### [Problem to work on]
Below are some records; print every one of them exactly.

+ + + + +

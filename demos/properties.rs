//! Example demonstrating live properties
//!
//! Run with:
//!   cargo run --example properties

use autowire::{Properties, Registry};

struct Multiplier {
    factor: i64,
}

/// Keeps the handle itself and reads on every call
struct Banner {
    props: Properties,
}

impl Banner {
    fn render(&self) -> String {
        let name = self.props.get_string("app.name").unwrap_or_default();
        if self.props.get_bool("app.loud").unwrap_or(false) {
            name.to_uppercase()
        } else {
            name
        }
    }
}

fn main() {
    println!("=== Autowire Properties Demo ===\n");

    let mut registry = Registry::new();
    registry.set_property("app.name", "autowire");
    registry.set_property("mode", "double");

    registry
        .bind_constructor::<Multiplier, _>(
            |props: Properties| Multiplier {
                factor: match props.get_string("mode").as_deref() {
                    Some("double") => 2,
                    Some("quad") => 4,
                    _ => 1,
                },
            },
            false,
        )
        .expect("Failed to bind Multiplier");
    registry
        .bind_constructor::<Banner, _>(|props: Properties| Banner { props }, false)
        .expect("Failed to bind Banner");

    let banner = registry.resolve::<Banner>(false).unwrap();
    println!("banner: {}", banner.render());

    // No re-resolution needed: Banner shares the registry's map
    registry.set_property("app.loud", true);
    println!("banner: {}", banner.render());

    let m = registry.resolve::<Multiplier>(false).unwrap();
    println!("mode=double -> factor {}", m.factor);

    registry.set_property("mode", "quad");
    let m = registry.resolve::<Multiplier>(true).unwrap();
    println!("mode=quad   -> factor {}", m.factor);

    println!("\n{} properties set", registry.properties().len());
    println!("\n=== Demo Complete ===");
}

+ + + + +

### [Reply to the task]
filename demos/properties.rs
//! Example demonstrating live properties
//!
//! Run with:
//!   cargo run --example properties

use autowire::{Properties, Registry};

struct Multiplier {
    factor: i64,
}

/// Keeps the handle itself and reads on every call
struct Banner {
    props: Properties,
}

impl Banner {
    fn render(&self) -> String {
        let name = self.props.get_string("app.name").unwrap_or_default();
        if self.props.get_bool("app.loud").unwrap_or(false) {
            name.to_uppercase()
        } else {
            name
        }
    }
}

fn main() {
    println!("=== Autowire Properties Demo ===\n");

    let mut registry = Registry::new();
    registry.set_property("app.name", "autowire");
    registry.set_property("mode", "double");

    registry
        .bind_constructor::<Multiplier, _>(
            |props: Properties| Multiplier {
                factor: match props.get_string("mode").as_deref() {
                    Some("double") => 2,
                    Some("quad") => 4,
                    _ => 1,
                },
            },
            false,
        )
        .expect("Failed to bind Multiplier");
    registry
        .bind_constructor::<Banner, _>(|props: Properties| Banner { props }, false)
        .expect("Failed to bind Banner");

    let banner = registry.resolve::<Banner>(false).unwrap();
    println!("banner: {}", banner.render());

    // No re-resolution needed: Banner shares the registry's map
    registry.set_property("app.loud", true);
    println!("banner: {}", banner.render());

    let m = registry.resolve::<Multiplier>(false).unwrap();
    println!("mode=double -> factor {}", m.factor);

    registry.set_property("mode", "quad");
    let m = registry.resolve::<Multiplier>(true).unwrap();
    println!("mode=quad   -> factor {}", m.factor);

    println!("\n{} properties set", registry.properties().len());
    println!("\n=== Demo Complete ===");
}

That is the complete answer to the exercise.